Frailty – What Matters to People Living with Frailty

Lead: Citywide

Period: 1st Apr 2018 - 14th May 2018

Frailty is a term used by professionals to describe the loss of body resilience, which means that in the case of a physical or mental illness, an accident or other stressful event, people living with frailty will not bounce back quickly.

Frailty is related to the ageing process; not all older people are frail and not all individuals living with frailty are older. More about Frailty can be found here: www.england.nhs.uk/ourwork/ltc-op-eolc/older-people/frailty/

 

Brief summary of the project

Commissioners in Leeds are changing the way we plan and pay for health services. We are working with our partners such as Leeds City Council, providers and the third sector to move away from paying for activity (such as number of hip operations carried out) and to focus more on outcomes (what difference the activity actually makes to the individual and their carer). This means that instead of paying service providers, like the hospital, every time they carry out an intervention/activity, the commissioners will be paying them based on what the patients thought of the outcomes. We are hoping that this will help people live healthier, happier and more active lives.

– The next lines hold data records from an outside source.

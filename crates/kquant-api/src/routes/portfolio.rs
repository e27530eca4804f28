//! 포트폴리오 운영 엔드포인트.

use crate::error::ApiError;
use crate::state::AppState;
use axum::extract::{Path, State};
use axum::Json;
use kquant_core::{Percent, Ticker};
use kquant_data::PortfolioStore;
use rust_decimal::Decimal;
use serde::{Deserialize, Serialize};
use std::sync::Arc;

/// POST /portfolio/{user}/monitor 응답.
#[derive(Debug, Serialize, Deserialize)]
pub struct MonitorResponse {
    /// 점검한 포지션 수
    pub positions_checked: usize,
    /// 청산 신호 수
    pub exit_signals: usize,
    /// 갱신된 트레일링 스톱 수
    pub trailing_stops_updated: usize,
    /// 비상 청산 발동 여부
    pub emergency_liquidation_triggered: bool,
    /// 경고
    pub warnings: Vec<String>,
}

/// POST /portfolio/{user}/monitor
///
/// 포지션 모니터 1회 스윕을 실행합니다. 청산 신호 자체는 트레이딩
/// 엔진이 처리하므로 여기서는 요약만 반환합니다.
pub async fn monitor(
    State(state): State<Arc<AppState>>,
    Path(user): Path<String>,
) -> Result<Json<MonitorResponse>, ApiError> {
    let report = state.monitor.monitor_user(&user).await?;
    crate::metrics::record_monitor_tick(report.positions_checked, report.exit_signals.len());

    Ok(Json(MonitorResponse {
        positions_checked: report.positions_checked,
        exit_signals: report.exit_signals.len(),
        trailing_stops_updated: report.trailing_stops_updated,
        emergency_liquidation_triggered: report.emergency_liquidation_triggered,
        warnings: report.warnings,
    }))
}

/// PUT /portfolio/{user}/positions/{ticker}/limits 요청.
#[derive(Debug, Serialize, Deserialize)]
pub struct LimitsRequest {
    /// 손절 비율 (%)
    pub stop_loss_pct: Percent,
    /// 익절 비율 (%)
    pub take_profit_pct: Percent,
    /// 트레일링 스톱 사용 여부
    pub trailing_stop_enabled: bool,
    /// 트레일링 스톱 거리 (%)
    pub trailing_stop_distance_pct: Percent,
}

/// PUT /portfolio/{user}/positions/{ticker}/limits
pub async fn set_limits(
    State(state): State<Arc<AppState>>,
    Path((user, ticker)): Path<(String, String)>,
    Json(request): Json<LimitsRequest>,
) -> Result<Json<serde_json::Value>, ApiError> {
    let ticker = Ticker::new(ticker).map_err(|e| ApiError::bad_request(e.to_string()))?;

    for (name, pct) in [
        ("stop_loss_pct", request.stop_loss_pct),
        ("take_profit_pct", request.take_profit_pct),
        ("trailing_stop_distance_pct", request.trailing_stop_distance_pct),
    ] {
        if pct <= Decimal::ZERO || pct >= Decimal::from(100) {
            return Err(ApiError::bad_request(format!(
                "{} must be in (0, 100): {}",
                name, pct
            )));
        }
    }

    let position = state
        .store
        .initialize_limits(
            &user,
            &ticker,
            request.stop_loss_pct,
            request.take_profit_pct,
            request.trailing_stop_enabled,
            request.trailing_stop_distance_pct,
        )
        .await?;

    Ok(Json(serde_json::json!({
        "ticker": position.ticker,
        "stop_loss_price": position.stop_loss_price,
        "take_profit_price": position.take_profit_price,
        "trailing_stop_price": position.trailing_stop_price,
    })))
}

/// GET /portfolio/{user}/is-trading-allowed 응답.
#[derive(Debug, Serialize, Deserialize)]
pub struct TradingAllowedResponse {
    /// 사용자 ID
    pub user_id: String,
    /// 매수 허용 여부
    pub trading_allowed: bool,
    /// 정지 사유 (정지 중일 때)
    #[serde(skip_serializing_if = "Option::is_none")]
    pub halt_reason: Option<String>,
}

/// GET /portfolio/{user}/is-trading-allowed
pub async fn is_trading_allowed(
    State(state): State<Arc<AppState>>,
    Path(user): Path<String>,
) -> Result<Json<TradingAllowedResponse>, ApiError> {
    let halted = state.store.is_halted(&user).await?;
    let halt_reason = if halted {
        state
            .store
            .get_metrics(&user)
            .await?
            .and_then(|m| m.halt_reason)
    } else {
        None
    };

    Ok(Json(TradingAllowedResponse {
        user_id: user,
        trading_allowed: !halted,
        halt_reason,
    }))
}

/// POST /portfolio/{user}/resume-trading
///
/// 정지 해제는 명시적 운영자 조작입니다.
pub async fn resume_trading(
    State(state): State<Arc<AppState>>,
    Path(user): Path<String>,
) -> Result<Json<TradingAllowedResponse>, ApiError> {
    state.engine.resume(&user).await?;
    tracing::info!(user = %user, "Trading resumed by operator");

    Ok(Json(TradingAllowedResponse {
        user_id: user,
        trading_allowed: true,
        halt_reason: None,
    }))
}

#[cfg(test)]
mod tests {
    use super::*;
    use crate::state::create_test_state;
    use chrono::Utc;
    use kquant_core::{Fill, Side};
    use rust_decimal_macros::dec;

    async fn seeded_state() -> Arc<AppState> {
        let state = Arc::new(create_test_state());
        state
            .store
            .open_account("user1", dec!(10000000))
            .await
            .unwrap();
        state
            .store
            .apply_fill(
                "user1",
                &Fill {
                    order_id: "SEED".to_string(),
                    ticker: Ticker::new("005930").unwrap(),
                    side: Side::Buy,
                    quantity: 10,
                    price: dec!(70000),
                    commission: Decimal::ZERO,
                    tax: Decimal::ZERO,
                    executed_at: Utc::now(),
                },
            )
            .await
            .unwrap();
        state
    }

    #[tokio::test]
    async fn test_set_limits_and_trading_allowed() {
        let state = seeded_state().await;

        let response = set_limits(
            State(state.clone()),
            Path(("user1".to_string(), "005930".to_string())),
            Json(LimitsRequest {
                stop_loss_pct: dec!(10),
                take_profit_pct: dec!(20),
                trailing_stop_enabled: true,
                trailing_stop_distance_pct: dec!(10),
            }),
        )
        .await
        .unwrap();
        assert_eq!(response.0["stop_loss_price"], "63000.00");

        let allowed = is_trading_allowed(State(state.clone()), Path("user1".to_string()))
            .await
            .unwrap();
        assert!(allowed.0.trading_allowed);
    }

    #[tokio::test]
    async fn test_invalid_limit_pct_rejected() {
        let state = seeded_state().await;
        let result = set_limits(
            State(state),
            Path(("user1".to_string(), "005930".to_string())),
            Json(LimitsRequest {
                stop_loss_pct: dec!(0),
                take_profit_pct: dec!(20),
                trailing_stop_enabled: false,
                trailing_stop_distance_pct: dec!(10),
            }),
        )
        .await;
        assert!(result.is_err());
    }

    #[tokio::test]
    async fn test_resume_after_halt() {
        let state = seeded_state().await;
        state.store.set_halt("user1", "test halt").await.unwrap();

        let before = is_trading_allowed(State(state.clone()), Path("user1".to_string()))
            .await
            .unwrap();
        assert!(!before.0.trading_allowed);

        resume_trading(State(state.clone()), Path("user1".to_string()))
            .await
            .unwrap();

        let after = is_trading_allowed(State(state), Path("user1".to_string()))
            .await
            .unwrap();
        assert!(after.0.trading_allowed);
    }

    #[tokio::test]
    async fn test_invalid_ticker_rejected() {
        let state = seeded_state().await;
        let result = set_limits(
            State(state),
            Path(("user1".to_string(), "SAMSUNG".to_string())),
            Json(LimitsRequest {
                stop_loss_pct: dec!(10),
                take_profit_pct: dec!(20),
                trailing_stop_enabled: true,
                trailing_stop_distance_pct: dec!(10),
            }),
        )
        .await;
        assert!(result.is_err());
    }
}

The aim of the engagement was to understand what matters to people living with frailty, those at end of life and their carers.

Who did we speak to?

We spoke to 134 people, out of which 96 were people living with frailty and 38 were cares.

 

What did we ask?

We asked people:

  • what do they think about the word ‘frailty’?
  • what matters to them?

How did we ask?

We worked with our citywide partners to plan our engagement. We involved 14 voluntary sector organisations and 2 care homes to identify and engage with people.

We used focus groups and semi structured interviews to engage with people.

To understand what matters to people at end of life and their carers we also used existing data collected by partner organisations through a city wide bereavement survey.

What did people tell us?

People had mixed views on the word ‘frailty’. The carers we spoke to generally found the word helpful, however many people living with frailty told us that the word had negative connotations.

 What matters to people we spoke to?

  • being socially connected
  • being able to do the things they enjoy and look after themselves
  • staying active and healthy
  • receiving good healthcare
  • being independent
  • being in control over their daily life

For more information, please refer to the engagement report below.

What did we do with the feedback?

We want to use the feedback from the engagement along with other patient experience information to identify a tool that measures the outcomes of care from an individual perspective.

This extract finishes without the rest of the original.